One day after a writing session, I looked out of my frosted window and was met by the moon hanging over the sky. I know I tend to get lost in my writing for hours, but much to my surprise, it wasn’t nighttime. A quick scan of my iPhone revealed that it was only five o’clock, and I slumped back into my chair. It appeared to me that summer was well and truly over. 

As the days draw in sooner and the sun sets in the early evening, it’s easy to lose sight of hope during the winter. This feeling, generally referred to as ‘the winter blues’ or ‘depression-lite’, can be linked to seasonal affective disorder, also known as SAD. This is primarily caused by a lack of sunlight, leading to more melatonin production and lower serotonin levels. One common misconception about SAD is that it is a standalone disorder. In actuality, it is a subtype of major depression that includes a recurrent depressive phase that comes and goes with the changing seasons. Society has made considerable strides in mental health awareness in recent years, so why is it that SAD is just shrugged off? The main reason could be stigma driven by a lack of understanding, but there are many ways to cope with these challenging feelings. 

During the colder months, it’s easy to shy away from the elements and stay indoors in the warm - but research has shown that being out in nature has genuine benefits for mental health. From personal experience, I have found that a brisk walk, braving the cold, can boost brain power and revitalise. Feeling a harsh wind on my flushed face wakes me up, anyway. We’re often told that exercise is good for our mental health, and as tough as this may be - it’s correct. Bundle yourself up in layers, put on your favourite woolly hat and get outdoors! From icy, intricate spider webs, to bright berries on bare branches, to wild primroses blooming, the natural world during winter is something to behold. Write your name in frost that has settled on a wall, or even observe and look out for foxes and squirrels since winter is their mating season. Remember when you were little and had the time of your life making snow angels and snowmen; there’s nothing to say you can’t make that happen again, the next time it snows. When it comes to nature, we often tend to disregard anything other than a flower-blooming springtime or a warm pleasant summer, but getting outside in any season is always sure to greatly improve your mental health. 

With mental health problems such as anxiety and depression, research has shown that being out in nature helps. If you are affected by Seasonal Affective Disorder, or even just feeling a bit down as it gets chillier, natural light and getting your vitamin D is highly recommended. The science behind this was explored in a 1996 clinical trial led by Dr Anna Wirz-Justice, a neurobiologist and professor. In this study, half of the patients suffering from SAD were treated with an hour’s outside walk in natural light, the other half only being exposed to artificial light, which was essentially a placebo. The results showed that natural sunlight can be effective in treating the depressive symptoms of SAD, something we most likely already knew - but it was backed up by science. Our brains are powerful organs, but sometimes we need a little support from outside sources - in this case, the sun - to help them to function better. As well as what’s referred to as ‘light therapy’, ecotherapy is another useful tool to maintain your well-being. By implementing some time outdoors into your routine, whether that be gardening, a short walk or a bit of cycling, you are reconnecting with nature while also reaping its benefits. 

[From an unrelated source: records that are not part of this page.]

mod common;

use assert_cmd::Command;
use assert_cmd::cargo::cargo_bin_cmd;
use predicates::prelude::*;

use common::{StubServer, closed_base_url};

fn station(base_url: &str) -> Command {
    let mut cmd = cargo_bin_cmd!("scanpost");
    cmd.env_remove("SCANPOST_TIMEOUT_MS")
        .env_remove("SCANPOST_TIMEZONE")
        .env("RUST_LOG", "off")
        .args(["--base-url", base_url, "--timeout-ms", "5000"]);
    cmd
}

#[test]
fn scan_is_registered_once_until_scan_again() {
    let server = StubServer::start(vec![(200, r#"{"id": 1}"#), (200, r#"{"id": 2}"#)]);

    station(&server.base_url)
        .write_stdin(
            "abrir\n\
             scan 32 4006381333931\n\
             scan 32 4006381333931\n\
             novamente\n\
             {\"type\": \"org.iso.PDF417\", \"data\": \"XYZ\"}\n\
             sair\n",
        )
        .assert()
        .success()
        .stdout(predicate::str::contains("Código lido: 4006381333931 (EAN-13)"))
        .stdout(predicate::str::contains("Código lido: XYZ (PDF417)"))
        .stdout(predicate::str::contains("cadastrado com sucesso").count(2));

    let first = server.requests.recv().unwrap();
    let second = server.requests.recv().unwrap();
    assert_eq!(first.body["codigo"], "4006381333931");
    assert_eq!(second.body["tipo"], "PDF417");
    server.join();
}

#[test]
fn transport_failure_is_reported_and_station_keeps_running() {
    station(&closed_base_url())
        .write_stdin("open\nscan ean13 123\nagain\nstatus\n")
        .assert()
        .success()
        .stdout(predicate::str::contains("falha de comunicação"))
        .stdout(predicate::str::contains("[fechar] Fechar Câmera"));
}

#[test]
fn denied_permission_blocks_camera() {
    station(&closed_base_url())
        .args(["--camera-permission", "denied"])
        .write_stdin("abrir\n")
        .assert()
        .success()
        .stdout(predicate::str::contains("Sem permissão para acessar a Câmera"))
        .stdout(predicate::str::contains("! camera permission was denied"));
}

#[test]
fn bad_lines_do_not_stop_the_station() {
    station(&closed_base_url())
        .write_stdin("dance\nscan 32\n")
        .assert()
        .success()
        .stdout(predicate::str::contains("! unknown command: dance"))
        .stdout(predicate::str::contains("! usage: scan <type> <data>"));
}

#[test]
fn rejects_invalid_base_url() {
    station("ftp://example.com")
        .write_stdin("")
        .assert()
        .failure()
        .stderr(predicate::str::contains("invalid base URL"));
}
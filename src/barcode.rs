// src/barcode.rs
use std::collections::HashMap;
use std::fmt;
use std::sync::LazyLock;

use serde::{Serialize, Serializer};

use crate::types::RawType;

#[derive(Debug, Clone, Copy, PartialEq, Eq, Hash)]
pub enum Symbology {
    Ean13,
    Ean8,
    UpcA,
    UpcE,
    Code39,
    Code93,
    Code128,
    Itf,
    Pdf417,
    Aztec,
    DataMatrix,
    Codabar,
    Unknown,
}

impl Symbology {
    pub const SUPPORTED: [Symbology; 12] = [
        Symbology::Ean13,
        Symbology::Ean8,
        Symbology::UpcA,
        Symbology::UpcE,
        Symbology::Code39,
        Symbology::Code93,
        Symbology::Code128,
        Symbology::Itf,
        Symbology::Pdf417,
        Symbology::Aztec,
        Symbology::DataMatrix,
        Symbology::Codabar,
    ];

    pub fn label(self) -> &'static str {
        match self {
            Symbology::Ean13 => "EAN-13",
            Symbology::Ean8 => "EAN-8",
            Symbology::UpcA => "UPC-A",
            Symbology::UpcE => "UPC-E",
            Symbology::Code39 => "Code 39",
            Symbology::Code93 => "Code 93",
            Symbology::Code128 => "Code 128",
            Symbology::Itf => "ITF",
            Symbology::Pdf417 => "PDF417",
            Symbology::Aztec => "Aztec",
            Symbology::DataMatrix => "Data Matrix",
            Symbology::Codabar => "Codabar",
            Symbology::Unknown => "Unknown",
        }
    }

    pub fn is_known(self) -> bool {
        self != Symbology::Unknown
    }
}

impl fmt::Display for Symbology {
    fn fmt(&self, f: &mut fmt::Formatter<'_>) -> fmt::Result {
        f.write_str(self.label())
    }
}

impl Serialize for Symbology {
    fn serialize<S: Serializer>(&self, serializer: S) -> Result<S::Ok, S::Error> {
        serializer.serialize_str(self.label())
    }
}

/// Every identifier a scanner may report for one symbology.
struct Aliases {
    symbology: Symbology,
    names: &'static [&'static str],
    // Android format codes; each is also accepted as its decimal string.
    codes: &'static [i64],
}

const ALIASES: &[Aliases] = &[
    Aliases {
        symbology: Symbology::Ean13,
        names: &["org.gs1.EAN-13", "ean13"],
        codes: &[32],
    },
    Aliases {
        symbology: Symbology::Ean8,
        names: &["org.gs1.EAN-8", "ean8"],
        codes: &[64],
    },
    Aliases {
        symbology: Symbology::UpcA,
        names: &["upc_a"],
        codes: &[512],
    },
    Aliases {
        symbology: Symbology::UpcE,
        names: &["org.gs1.UPC-E", "upc_e"],
        codes: &[1024],
    },
    Aliases {
        symbology: Symbology::Code39,
        names: &["org.iso.Code39", "org.iso.Code39Mod43", "code39"],
        codes: &[2],
    },
    Aliases {
        symbology: Symbology::Code93,
        names: &["com.intermec.Code93", "code93"],
        codes: &[4],
    },
    Aliases {
        symbology: Symbology::Code128,
        names: &["org.iso.Code128", "code128"],
        codes: &[1],
    },
    Aliases {
        symbology: Symbology::Itf,
        names: &["org.gs1.ITF14", "org.ansi.Interleaved2of5", "itf14"],
        codes: &[128],
    },
    Aliases {
        symbology: Symbology::Pdf417,
        names: &["org.iso.PDF417", "pdf417"],
        codes: &[2048],
    },
    Aliases {
        symbology: Symbology::Aztec,
        names: &["org.iso.Aztec", "aztec"],
        codes: &[4096],
    },
    Aliases {
        symbology: Symbology::DataMatrix,
        names: &["org.iso.DataMatrix", "datamatrix"],
        codes: &[16],
    },
    Aliases {
        symbology: Symbology::Codabar,
        names: &["org.codabar", "codabar"],
        codes: &[8],
    },
];

struct SymbologyTable {
    by_name: HashMap<String, Symbology>,
    by_code: HashMap<i64, Symbology>,
}

static TABLE: LazyLock<SymbologyTable> = LazyLock::new(|| {
    let mut by_name = HashMap::new();
    let mut by_code = HashMap::new();
    for entry in ALIASES {
        for name in entry.names {
            by_name.insert((*name).to_string(), entry.symbology);
        }
        for code in entry.codes {
            by_code.insert(*code, entry.symbology);
            by_name.insert(code.to_string(), entry.symbology);
        }
    }
    SymbologyTable { by_name, by_code }
});

/// Maps a scanner-reported type identifier to its symbology.
///
/// Matching is exact: no trimming, case folding or partial matches. Anything
/// outside the alias table is `Symbology::Unknown`.
pub fn normalize(raw: &RawType) -> Symbology {
    let found = match raw {
        RawType::Text(name) => TABLE.by_name.get(name.as_str()),
        RawType::Code(code) => TABLE.by_code.get(code),
    };
    found.copied().unwrap_or(Symbology::Unknown)
}

/// Every identifier (text and numeric) that resolves to `symbology`.
pub fn aliases_of(symbology: Symbology) -> Vec<RawType> {
    let mut out = Vec::new();
    for entry in ALIASES.iter().filter(|a| a.symbology == symbology) {
        out.extend(entry.names.iter().map(|n| RawType::Text((*n).to_string())));
        for code in entry.codes {
            out.push(RawType::Code(*code));
            out.push(RawType::Text(code.to_string()));
        }
    }
    out
}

So, I acknowledge the fact that the sun bids us farewell at an earlier time of day, but this time around I want to look at the changing seasons from another perspective. Instead of wishing away the winter months and longing to trade them in for some sunshine, I bask in whatever sunlight I can; it turns into gold dust. I look out of my window the next morning and see a tiny robin perched on top of my patio table. It’s vital that we hold onto flickers of hope during this time, and being out in nature and getting to know wildlife very well could be the key to this.